▶ _Exercise_
Copy each line of the following data that contains "keys".

[Collected data]
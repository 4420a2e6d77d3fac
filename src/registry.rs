use hashlink::LinkedHashMap;
use serde::de::IgnoredAny;
use serde::Serialize;
use serde_json::value::RawValue;
use std::path::{Path, PathBuf};

pub const PROFILE_ASSOCIATIONS_KEY: &str = "profileAssociations";
pub const WORKSPACES_KEY: &str = "workspaces";

/// A workspace key exactly as the editor persisted it.
#[derive(Debug, Clone, PartialEq, Eq, Hash, Serialize)]
#[serde(transparent)]
pub struct RawEntry(String);

impl RawEntry {
    pub fn new(raw: impl Into<String>) -> Self {
        Self(raw.into())
    }

    pub fn as_str(&self) -> &str {
        &self.0
    }
}

impl AsRef<str> for RawEntry {
    fn as_ref(&self) -> &str {
        &self.0
    }
}

impl std::fmt::Display for RawEntry {
    fn fmt(&self, f: &mut std::fmt::Formatter<'_>) -> std::fmt::Result {
        f.write_str(&self.0)
    }
}

#[derive(Debug, thiserror::Error)]
pub enum RegistryError {
    #[error("failed to read registry {}: {source}", path.display())]
    Read {
        path: PathBuf,
        #[source]
        source: std::io::Error,
    },
    #[error("malformed registry {}: {source}", path.display())]
    Parse {
        path: PathBuf,
        #[source]
        source: serde_json::Error,
    },
    #[error("failed to encode registry {}: {source}", path.display())]
    Serialize {
        path: PathBuf,
        #[source]
        source: serde_json::Error,
    },
    #[error("failed to write registry {}: {source}", path.display())]
    Write {
        path: PathBuf,
        #[source]
        source: std::io::Error,
    },
}

/// Top level of the storage file. Values stay raw so that anything this crate
/// does not own is written back untouched.
type Document = LinkedHashMap<String, Box<RawValue>>;

/// An object section (`profileAssociations` or its `workspaces`) with raw
/// values.
type Section = LinkedHashMap<String, Box<RawValue>>;

/// Reads and clears the editor's recency list.
///
/// Every call goes back to the file; nothing is cached, because the editor
/// rewrites the same file on its own schedule.
#[derive(Debug, Clone)]
pub struct RegistryStore {
    path: PathBuf,
}

impl RegistryStore {
    pub fn new(path: impl Into<PathBuf>) -> Self {
        Self { path: path.into() }
    }

    pub fn path(&self) -> &Path {
        &self.path
    }

    /// Return the workspace keys in the order the file stores them.
    ///
    /// A missing file is an empty list, not an error.
    pub fn load(&self) -> Result<Vec<RawEntry>, RegistryError> {
        let Some(content) = self.read()? else {
            tracing::debug!(path = %self.path.display(), "registry file not found");
            return Ok(Vec::new());
        };
        let document = self.parse_document(&content)?;
        let Some(raw_profile) = document.get(PROFILE_ASSOCIATIONS_KEY) else {
            return Ok(Vec::new());
        };
        let profile: Option<Section> =
            serde_json::from_str(raw_profile.get()).map_err(|source| self.parse_error(source))?;
        let Some(raw_workspaces) = profile.as_ref().and_then(|p| p.get(WORKSPACES_KEY)) else {
            return Ok(Vec::new());
        };
        let workspaces: Option<LinkedHashMap<String, IgnoredAny>> =
            serde_json::from_str(raw_workspaces.get())
                .map_err(|source| self.parse_error(source))?;

        let entries: Vec<RawEntry> = workspaces
            .map(|map| map.into_iter().map(|(key, _)| RawEntry(key)).collect())
            .unwrap_or_default();
        tracing::debug!(count = entries.len(), "loaded workspace keys");
        Ok(entries)
    }

    /// Empty `profileAssociations.workspaces` and write the file back.
    ///
    /// Other keys, including siblings of `workspaces`, keep their exact text.
    /// A missing file or a document without `profileAssociations` is left
    /// alone.
    pub fn clear(&self) -> Result<(), RegistryError> {
        self.edit_workspaces(|workspaces| {
            workspaces.clear();
            true
        })
    }

    /// Drop a single key from `profileAssociations.workspaces`.
    ///
    /// Returns whether the key was present. The file is only rewritten when
    /// something was removed; the remaining entries keep their text.
    pub fn remove(&self, entry: &RawEntry) -> Result<bool, RegistryError> {
        let mut removed = false;
        self.edit_workspaces(|workspaces| {
            removed = workspaces.remove(entry.as_str()).is_some();
            removed
        })?;
        Ok(removed)
    }

    /// Read the document, hand the workspaces section to `edit` and write the
    /// result back when `edit` returns true. A null or missing section is
    /// given to `edit` as an empty map.
    fn edit_workspaces(
        &self,
        edit: impl FnOnce(&mut Section) -> bool,
    ) -> Result<(), RegistryError> {
        let Some(content) = self.read()? else {
            tracing::debug!(path = %self.path.display(), "registry file not found; nothing to change");
            return Ok(());
        };
        let mut document = self.parse_document(&content)?;

        let profile: Option<Section> = match document.get(PROFILE_ASSOCIATIONS_KEY) {
            Some(raw) => serde_json::from_str(raw.get()).map_err(|source| self.parse_error(source))?,
            None => None,
        };
        let Some(mut profile) = profile else {
            tracing::debug!("no profileAssociations section; nothing to change");
            return Ok(());
        };
        let workspaces: Option<Section> = match profile.get(WORKSPACES_KEY) {
            Some(raw) => serde_json::from_str(raw.get()).map_err(|source| self.parse_error(source))?,
            None => None,
        };
        let mut workspaces = workspaces.unwrap_or_default();
        if !edit(&mut workspaces) {
            return Ok(());
        }

        let raw_workspaces = serde_json::value::to_raw_value(&workspaces)
            .map_err(|source| self.serialize_error(source))?;
        match profile.get_mut(WORKSPACES_KEY) {
            Some(slot) => *slot = raw_workspaces,
            None => {
                profile.insert(WORKSPACES_KEY.to_string(), raw_workspaces);
            }
        }

        let raw_profile =
            serde_json::value::to_raw_value(&profile).map_err(|source| self.serialize_error(source))?;
        if let Some(slot) = document.get_mut(PROFILE_ASSOCIATIONS_KEY) {
            *slot = raw_profile;
        }

        let output =
            serde_json::to_string(&document).map_err(|source| self.serialize_error(source))?;
        self.write(&output)
    }

    /// Write through a sibling `.tmp` file and rename it into place, so a
    /// failed write leaves the registry as it was. Symlinks are followed.
    fn write(&self, output: &str) -> Result<(), RegistryError> {
        let target = std::fs::canonicalize(&self.path).unwrap_or_else(|_| self.path.clone());
        let mut tmp = target.clone().into_os_string();
        tmp.push(".tmp");
        let tmp = PathBuf::from(tmp);
        let write_error = |source| RegistryError::Write {
            path: self.path.clone(),
            source,
        };

        std::fs::write(&tmp, output).map_err(write_error)?;
        if let Err(source) = std::fs::rename(&tmp, &target) {
            let _ = std::fs::remove_file(&tmp);
            return Err(write_error(source));
        }
        tracing::debug!(path = %self.path.display(), "registry written");
        Ok(())
    }

    fn read(&self) -> Result<Option<String>, RegistryError> {
        match std::fs::read_to_string(&self.path) {
            Ok(content) => Ok(Some(content)),
            Err(e) if e.kind() == std::io::ErrorKind::NotFound => Ok(None),
            Err(source) => Err(RegistryError::Read {
                path: self.path.clone(),
                source,
            }),
        }
    }

    fn parse_document(&self, content: &str) -> Result<Document, RegistryError> {
        serde_json::from_str(content).map_err(|source| self.parse_error(source))
    }

    fn parse_error(&self, source: serde_json::Error) -> RegistryError {
        RegistryError::Parse {
            path: self.path.clone(),
            source,
        }
    }

    fn serialize_error(&self, source: serde_json::Error) -> RegistryError {
        RegistryError::Serialize {
            path: self.path.clone(),
            source,
        }
    }
}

▶ _Your response_
    /// Return the workspace keys in the order the file stores them.
        tracing::debug!(count = entries.len(), "loaded workspace keys");
    /// Other keys, including siblings of `workspaces`, keep their exact text.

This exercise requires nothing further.